In the world of mergers and acquisitions (M&A), one term that often crops up is “earn-out.”
At Thomson Snell & Passmore, we have seen a distinct recent growth in the use of earn-outs in many of our M&A deals – which is perhaps a sign of the times and a potential lack of willingness for buyers to completely shoulder the risk of an investment.
But what exactly is an earn-out, and why should sellers in an M&A context be mindful of it? In this article we will delve into the intricacies of earn-outs; examining the issues and pitfalls associated with their use.
What is an earn-out?
At a very high-level, an earn-out is a financial arrangement involving a contingent payment to the seller of the relevant business, which is dependent on the future performance of the acquired business. In other words, part of the purchase price is deferred and contingent on the achievement of specific targets or milestones of the business after its acquisition by the buyer.
Why use an earn-out?
Earn-outs can be an appealing component of an M&A deal for several reasons:
- Risk mitigation: They can help mitigate the risk for the buyer, as they will only need to pay further consideration for the business if it performs well (or, at least, as expected) post-acquisition.
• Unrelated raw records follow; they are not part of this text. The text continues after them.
#![allow(dead_code)]

use std::collections::HashMap;
use std::sync::atomic::{AtomicUsize, Ordering};
use std::sync::Mutex;
use std::thread::ThreadId;

use async_trait::async_trait;
use chrono::NaiveDate;
use lopdf::content::{Content, Operation};
use lopdf::{Dictionary, Document, Object, Stream};

use demand_bundle_server::bundle::{DocumentRenderer, RenderError};
use demand_bundle_server::case::models::{Attachment, Case, CaseFile, Message, RiskLevel};
use demand_bundle_server::db::{CaseStore, StoreError};
use demand_bundle_server::drafting::{DraftingService, Provider};
use demand_bundle_server::storage::{ObjectStore, StorageError};

/// Build a small PDF with one page per entry of `page_texts`.
pub fn sample_pdf(page_texts: &[&str]) -> Vec<u8> {
    let mut doc = Document::with_version("1.5");
    let pages_id = doc.new_object_id();

    let font_id = doc.add_object(Dictionary::from_iter(vec![
        ("Type", Object::Name(b"Font".to_vec())),
        ("Subtype", Object::Name(b"Type1".to_vec())),
        ("BaseFont", Object::Name(b"Helvetica".to_vec())),
    ]));
    let resources_id = doc.add_object(Dictionary::from_iter(vec![(
        "Font",
        Object::Dictionary(Dictionary::from_iter(vec![("F1", Object::Reference(font_id))])),
    )]));

    let mut kids = Vec::new();
    for text in page_texts {
        let content = Content {
            operations: vec![
                Operation::new("BT", vec![]),
                Operation::new("Tf", vec!["F1".into(), 12.into()]),
                Operation::new("Td", vec![72.into(), 720.into()]),
                Operation::new("Tj", vec![Object::string_literal(*text)]),
                Operation::new("ET", vec![]),
            ],
        };
        let content_id = doc.add_object(Stream::new(Dictionary::new(), content.encode().unwrap()));
        let page_id = doc.add_object(Dictionary::from_iter(vec![
            ("Type", Object::Name(b"Page".to_vec())),
            ("Parent", Object::Reference(pages_id)),
            ("Contents", Object::Reference(content_id)),
            ("Resources", Object::Reference(resources_id)),
            (
                "MediaBox",
                Object::Array(vec![0.into(), 0.into(), 595.into(), 842.into()]),
            ),
        ]));
        kids.push(Object::Reference(page_id));
    }

    doc.objects.insert(
        pages_id,
        Object::Dictionary(Dictionary::from_iter(vec![
            ("Type", Object::Name(b"Pages".to_vec())),
            ("Count", Object::Integer(kids.len() as i64)),
            ("Kids", Object::Array(kids)),
        ])),
    );
    let catalog_id = doc.add_object(Dictionary::from_iter(vec![
        ("Type", Object::Name(b"Catalog".to_vec())),
        ("Pages", Object::Reference(pages_id)),
    ]));
    doc.trailer.set("Root", Object::Reference(catalog_id));

    let mut output = Vec::new();
    doc.save_to(&mut output).unwrap();
    output
}

/// Decoded content of every page, in page order.
pub fn page_contents(pdf: &[u8]) -> Vec<String> {
    let doc = Document::load_mem(pdf).unwrap();
    doc.get_pages()
        .into_values()
        .map(|id| String::from_utf8_lossy(&doc.get_page_content(id).unwrap()).into_owned())
        .collect()
}

/// Renderer that skips Typst and emits a two-page "BASE" PDF, keeping the source it was given.
#[derive(Default)]
pub struct FakeRenderer {
    pub sources: Mutex<Vec<String>>,
    pub threads: Mutex<Vec<ThreadId>>,
}

impl FakeRenderer {
    pub fn last_source(&self) -> String {
        self.sources.lock().unwrap().last().cloned().unwrap_or_default()
    }
}

impl DocumentRenderer for FakeRenderer {
    fn render(&self, typst_source: &str) -> Result<Vec<u8>, RenderError> {
        self.sources.lock().unwrap().push(typst_source.to_string());
        self.threads.lock().unwrap().push(std::thread::current().id());
        Ok(sample_pdf(&["BASE letter", "BASE evidence"]))
    }
}

pub struct FailingRenderer;

impl DocumentRenderer for FailingRenderer {
    fn render(&self, _typst_source: &str) -> Result<Vec<u8>, RenderError> {
        Err(RenderError::TypstExit {
            code: 1,
            stderr: "error: unexpected argument".to_string(),
        })
    }
}

/// In-memory object store counting download calls.
#[derive(Default)]
pub struct MockObjectStore {
    objects: HashMap<(String, String), Vec<u8>>,
    calls: AtomicUsize,
}

impl MockObjectStore {
    pub fn new() -> Self {
        Self::default()
    }

    pub fn with_object(mut self, bucket: &str, object: &str, data: Vec<u8>) -> Self {
        self.objects
            .insert((bucket.to_string(), object.to_string()), data);
        self
    }

    pub fn calls(&self) -> usize {
        self.calls.load(Ordering::SeqCst)
    }
}

#[async_trait]
impl ObjectStore for MockObjectStore {
    async fn download(&self, bucket: &str, object: &str) -> Result<Vec<u8>, StorageError> {
        self.calls.fetch_add(1, Ordering::SeqCst);
        self.objects
            .get(&(bucket.to_string(), object.to_string()))
            .cloned()
            .ok_or_else(|| StorageError::NotFound {
                bucket: bucket.to_string(),
                object: object.to_string(),
            })
    }
}

/// Object store whose every download fails at the transport level.
#[derive(Default)]
pub struct UnreachableObjectStore {
    calls: AtomicUsize,
}

impl UnreachableObjectStore {
    pub fn calls(&self) -> usize {
        self.calls.load(Ordering::SeqCst)
    }
}

#[async_trait]
impl ObjectStore for UnreachableObjectStore {
    async fn download(&self, _bucket: &str, _object: &str) -> Result<Vec<u8>, StorageError> {
        self.calls.fetch_add(1, Ordering::SeqCst);
        Err(StorageError::Status {
            status: 503,
            body: "service unavailable".to_string(),
        })
    }
}

#[derive(Default)]
pub struct InMemoryCaseStore {
    pub files: Vec<CaseFile>,
}

#[async_trait]
impl CaseStore for InMemoryCaseStore {
    async fn list_cases(&self) -> Result<Vec<Case>, StoreError> {
        let mut cases: Vec<Case> = self.files.iter().map(|f| f.case.clone()).collect();
        cases.sort_by_key(|c| c.id);
        Ok(cases)
    }

    async fn load_case(&self, id: i32) -> Result<CaseFile, StoreError> {
        self.files
            .iter()
            .find(|f| f.case.id == id)
            .cloned()
            .ok_or(StoreError::CaseNotFound(id))
    }
}

/// Drafting service returning a fixed text and recording prompts.
pub struct StubDrafting {
    pub reply: String,
    pub configured: Vec<Provider>,
    pub prompts: Mutex<Vec<(Provider, String)>>,
}

impl StubDrafting {
    pub fn new(reply: &str) -> Self {
        Self {
            reply: reply.to_string(),
            configured: vec![Provider::Gemini],
            prompts: Mutex::new(Vec::new()),
        }
    }
}

#[async_trait]
impl DraftingService for StubDrafting {
    async fn draft(&self, provider: Provider, prompt: &str) -> String {
        self.prompts
            .lock()
            .unwrap()
            .push((provider, prompt.to_string()));
        self.reply.clone()
    }

    fn is_configured(&self, provider: Provider) -> bool {
        self.configured.contains(&provider)
    }
}

pub fn acme_case() -> Case {
    Case {
        id: 1,
        title: "Acme Dispute".to_string(),
        summary: "Breach".to_string(),
        risk_level: RiskLevel::High,
    }
}

pub fn message(id: i32, day: u32, sender: &str, subject: &str, body: &str) -> Message {
    Message {
        id,
        case_id: 1,
        sender: sender.to_string(),
        subject: subject.to_string(),
        body_text: Some(body.to_string()),
        date_sent: NaiveDate::from_ymd_opt(2024, 1, day)
            .unwrap()
            .and_hms_opt(10, 0, 0)
            .unwrap(),
    }
}

pub fn attachment(id: i32, filename: &str, locator: Option<&str>) -> Attachment {
    Attachment {
        id,
        case_id: 1,
        filename: filename.to_string(),
        locator: locator.map(str::to_string),
    }
}

/// The two-message Acme case with the given attachments.
pub fn acme_file(attachments: Vec<Attachment>) -> CaseFile {
    CaseFile::new(
        acme_case(),
        vec![
            message(1, 1, "A", "S1", "hello"),
            message(2, 2, "B", "S2", ""),
        ],
        attachments,
    )
}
- Alignment of interests: Earn-outs align the interests of the seller and the buyer as both parties have a stake in the continued success of the business.
- Bridge valuation gaps: If there is a disparity between buyer and seller in the perceived value of the business being sold, earn-outs can bridge the gap by allowing the seller to earn more if the business exceeds expectations.
What are the pitfalls of using earn-outs?
- Complexity: Earn-outs are inherently complex; often involving intricate calculations and extensive legal mechanisms. This complexity can sometimes lead to disputes, and therefore it is imperative that you seek appropriate advice from a Corporate / M&A lawyer who has prepared an article in Insider Media on earn-outs…*very unsubtle plug*
- Earn-out targets: Determining the right targets or milestones for earn-outs can be challenging. Setting targets that are too high can turn-off sellers if they appear to be unachievable, while setting them too low may not adequately protect the buyer’s interests.
- Earn-out period: The duration of the earn-out period is crucial. A longer earn-out period can lead to uncertainty and a lack of control for the seller; whilst a shorter period may not allow sufficient time for the business to meet its targets.
- Market and economic factors: External factors, such as market conditions and economic downturns, can significantly impact a business’s ability to achieve earn-out targets. Sellers might find themselves at the mercy of factors beyond their control.
- Integration challenges: Post-acquisition integration can be disrupted by earn-outs as the seller will almost certainly have different priorities than the buyer.
- Earn-out protections: The use of earn-out protections which seek to prevent any deliberate or inadvertent reduction in the earn-out are standard – but agreeing the length and breadth of those earn-out protections between parties (who may have very different interests) can be difficult.
Before diving into an M&A transaction with an earn-out, it is essential that both the buyer and the seller carefully consider the structure, targets, and duration of these contingent payments.
While earn-outs can be a valuable tool in M&A, they should be approached with caution. Clear communication, a thorough understanding of the terms, and professional advice are essential for both buyers and sellers to navigate the potential challenges that earn-outs can present. If you are considering an M&A transaction, it is always wise to consult with experienced professionals who can guide you through the intricacies of earn-outs to ensure a smooth and mutually beneficial deal.